I don't really have a whole lot to blog about today. Lucas slept for 8 hours last night, which was wonderful. He has been okay with going down for naps, although still dependant on me rolling him and putting his sucky in.
He was giving Darryl some belly laughs yesterday. Which again is the best noise in the world.
How about some jokes:
A lady and her baby...
A lady and her baby get on a bus. The bus driver looks at the lady, and then her baby, and then screams, "AHHHH! That's the ugliest child I've ever seen in my life!"
The lady then, totally disgusted, marches up to the back of the bus to sit down.
As she was sitting there absolutely furious, a man asks, "Are you ok, dear?"
The lady replies, "I'm so angry, that bus driver just insulted me."
The man says, "You go back up there and give that bus driver a piece of your mind, and I'll watch your monkey.
Joke # 2
According to a news report, a certain private school in Washington recently was faced with a unique problem.

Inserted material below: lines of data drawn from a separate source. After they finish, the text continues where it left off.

use crate::{
    foundation::{
        color::Rgba8,
        core::{Point, Rect, Viewport},
    },
    session::settings::ThemeMode,
};

/// One color stop of a vertical gradient, `offset` in `[0, 1]` from top to bottom.
#[derive(Clone, Copy, Debug, PartialEq)]
pub struct GradientStop {
    /// Position along the gradient.
    pub offset: f64,
    /// Color at `offset`.
    pub color: Rgba8,
}

impl GradientStop {
    /// Stop at `offset` with `color`.
    pub fn new(offset: f64, color: Rgba8) -> Self {
        Self { offset, color }
    }
}

/// Stroke around a disc.
#[derive(Clone, Copy, Debug, PartialEq)]
pub struct Outline {
    /// Stroke color.
    pub color: Rgba8,
    /// Stroke width in pixels, centered on the edge.
    pub width: f64,
}

/// Backend-agnostic draw operation, in pixel coordinates.
#[derive(Clone, Debug, PartialEq)]
pub enum DrawOp {
    /// Fill the whole surface with the theme base color. Backends may cache
    /// the result per (size, theme).
    Background {
        /// Theme the color belongs to.
        mode: ThemeMode,
        /// Fill color.
        color: Rgba8,
    },
    /// Straight line segment of the given width.
    Segment {
        /// Start point.
        from: Point,
        /// End point.
        to: Point,
        /// Stroke width in pixels.
        width: f64,
        /// Stroke color.
        color: Rgba8,
    },
    /// Flat disc.
    Disc {
        /// Center in pixels.
        center: Point,
        /// Radius in pixels.
        radius: f64,
        /// Fill color; transparent fills are skipped.
        fill: Rgba8,
        /// Optional ring around the edge.
        outline: Option<Outline>,
    },
    /// Disc filled with a vertical gradient spanning its diameter.
    ShadedDisc {
        /// Center in pixels.
        center: Point,
        /// Radius in pixels.
        radius: f64,
        /// Gradient stops from top to bottom.
        stops: Vec<GradientStop>,
        /// Optional ring around the edge.
        outline: Option<Outline>,
    },
    /// Named image stretched into `rect`. Unknown or unready images draw nothing.
    Image {
        /// Name in the image store.
        key: String,
        /// Destination rectangle in pixels.
        rect: Rect,
    },
}

/// Everything drawn for one frame, in order.
#[derive(Clone, Debug, PartialEq)]
pub struct DisplayList {
    /// Surface the ops are drawn on.
    pub viewport: Viewport,
    /// Ops in paint order.
    pub ops: Vec<DrawOp>,
}

impl DisplayList {
    /// Empty list for `viewport`.
    pub fn new(viewport: Viewport) -> Self {
        Self {
            viewport,
            ops: Vec::new(),
        }
    }

    /// Append an op.
    pub fn push(&mut self, op: DrawOp) {
        self.ops.push(op);
    }

    /// `true` without ops.
    pub fn is_empty(&self) -> bool {
        self.ops.is_empty()
    }

    /// Centers of every shaded disc, in draw order.
    pub fn shaded_centers(&self) -> impl Iterator<Item = Point> + '_ {
        self.ops.iter().filter_map(|op| match op {
            DrawOp::ShadedDisc { center, .. } => Some(*center),
            _ => None,
        })
    }

    /// Number of segment ops.
    pub fn segment_count(&self) -> usize {
        self.ops
            .iter()
            .filter(|op| matches!(op, DrawOp::Segment { .. }))
            .count()
    }
}

#[cfg(test)]
#[path = "../../tests/unit/render/plan.rs"]
mod tests;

A number of 12-year-old girls were beginning to use lipstick and would put it on in the bathroom.
That was fine, but after they put on their lipstick they would press their lips to the mirror leaving dozens of little lip prints.
Every night, the maintenance man would remove them and the next day, the girls would put them back. Finally the principal decided that something had to be done. She called all the girls to the bathroom and met them there with the maintenance man. She explained that all these lip prints were causing a major problem for the custodian who had to clean the mirrors every night.
To demonstrate how difficult it had been to clean the mirrors, she asked the maintenance man to show the girls how much effort was required. He took out a long-handled squeegee, dipped it in the toilet, and cleaned the mirror with it. Since then, there have been no lip prints on the mirror.
There are teachers, and then there are educators...
And Last But Not Least:
One Sunday morning a little girl in her Sunday best was running so she wouldn''t be late for church.
As she ran she kept praying, “Dear God, please son''t let me be late to church. Please don''t let me be late to church....” And, as she was running she tripped and fell.
When she got back up she began praying again, “Please, God don''t let me be late to church -- but don''t shove me either!